Records to use section start
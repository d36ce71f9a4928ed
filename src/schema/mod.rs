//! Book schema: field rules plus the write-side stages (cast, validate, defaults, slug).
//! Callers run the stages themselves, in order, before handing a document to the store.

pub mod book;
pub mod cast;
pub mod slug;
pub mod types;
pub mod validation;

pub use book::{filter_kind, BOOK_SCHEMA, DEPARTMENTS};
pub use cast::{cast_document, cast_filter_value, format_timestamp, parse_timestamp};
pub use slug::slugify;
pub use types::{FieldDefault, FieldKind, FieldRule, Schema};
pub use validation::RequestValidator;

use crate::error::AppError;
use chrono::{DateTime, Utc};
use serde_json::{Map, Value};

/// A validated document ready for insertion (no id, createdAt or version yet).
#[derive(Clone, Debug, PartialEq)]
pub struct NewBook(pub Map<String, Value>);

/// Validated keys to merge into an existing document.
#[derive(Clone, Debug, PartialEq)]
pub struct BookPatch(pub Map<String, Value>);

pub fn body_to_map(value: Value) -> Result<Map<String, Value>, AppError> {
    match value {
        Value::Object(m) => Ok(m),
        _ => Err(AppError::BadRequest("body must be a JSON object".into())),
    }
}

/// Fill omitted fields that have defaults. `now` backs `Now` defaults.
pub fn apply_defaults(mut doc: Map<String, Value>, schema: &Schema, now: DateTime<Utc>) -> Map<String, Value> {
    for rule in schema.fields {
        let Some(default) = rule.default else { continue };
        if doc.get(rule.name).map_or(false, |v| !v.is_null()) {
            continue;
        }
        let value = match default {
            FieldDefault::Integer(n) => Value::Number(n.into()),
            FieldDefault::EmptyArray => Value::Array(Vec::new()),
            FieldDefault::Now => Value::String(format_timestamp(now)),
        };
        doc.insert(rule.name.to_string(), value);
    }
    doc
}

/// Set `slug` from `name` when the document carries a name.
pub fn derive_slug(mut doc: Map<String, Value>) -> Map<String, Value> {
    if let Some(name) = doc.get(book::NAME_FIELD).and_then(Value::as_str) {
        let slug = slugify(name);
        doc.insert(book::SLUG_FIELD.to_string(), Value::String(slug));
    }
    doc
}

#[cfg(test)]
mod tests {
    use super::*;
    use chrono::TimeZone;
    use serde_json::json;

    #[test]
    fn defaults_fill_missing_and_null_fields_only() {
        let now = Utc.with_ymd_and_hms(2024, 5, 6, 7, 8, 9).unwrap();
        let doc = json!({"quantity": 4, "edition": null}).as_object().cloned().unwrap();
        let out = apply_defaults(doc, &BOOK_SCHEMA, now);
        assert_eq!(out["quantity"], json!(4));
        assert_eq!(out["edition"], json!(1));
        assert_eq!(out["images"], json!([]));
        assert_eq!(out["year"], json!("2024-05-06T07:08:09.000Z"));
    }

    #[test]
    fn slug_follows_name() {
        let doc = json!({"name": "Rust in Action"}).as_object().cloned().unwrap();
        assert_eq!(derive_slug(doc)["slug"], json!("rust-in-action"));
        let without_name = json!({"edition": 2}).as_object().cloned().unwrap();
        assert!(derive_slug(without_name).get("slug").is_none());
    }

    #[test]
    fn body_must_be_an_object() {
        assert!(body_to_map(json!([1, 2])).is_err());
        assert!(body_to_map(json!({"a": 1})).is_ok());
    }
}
Records to use section end
#### Directions
In the entries above, find the line holding "use crate::error::AppError;" and the line holding "pub fn derive_slug(mut", then retype exactly those two lines and every line between them, and nothing else.

#### Problem solution
use crate::error::AppError;
use chrono::{DateTime, Utc};
use serde_json::{Map, Value};

/// A validated document ready for insertion (no id, createdAt or version yet).
#[derive(Clone, Debug, PartialEq)]
pub struct NewBook(pub Map<String, Value>);

/// Validated keys to merge into an existing document.
#[derive(Clone, Debug, PartialEq)]
pub struct BookPatch(pub Map<String, Value>);

pub fn body_to_map(value: Value) -> Result<Map<String, Value>, AppError> {
    match value {
        Value::Object(m) => Ok(m),
        _ => Err(AppError::BadRequest("body must be a JSON object".into())),
    }
}

/// Fill omitted fields that have defaults. `now` backs `Now` defaults.
pub fn apply_defaults(mut doc: Map<String, Value>, schema: &Schema, now: DateTime<Utc>) -> Map<String, Value> {
    for rule in schema.fields {
        let Some(default) = rule.default else { continue };
        if doc.get(rule.name).map_or(false, |v| !v.is_null()) {
            continue;
        }
        let value = match default {
            FieldDefault::Integer(n) => Value::Number(n.into()),
            FieldDefault::EmptyArray => Value::Array(Vec::new()),
            FieldDefault::Now => Value::String(format_timestamp(now)),
        };
        doc.insert(rule.name.to_string(), value);
    }
    doc
}

/// Set `slug` from `name` when the document carries a name.
pub fn derive_slug(mut doc: Map<String, Value>) -> Map<String, Value> {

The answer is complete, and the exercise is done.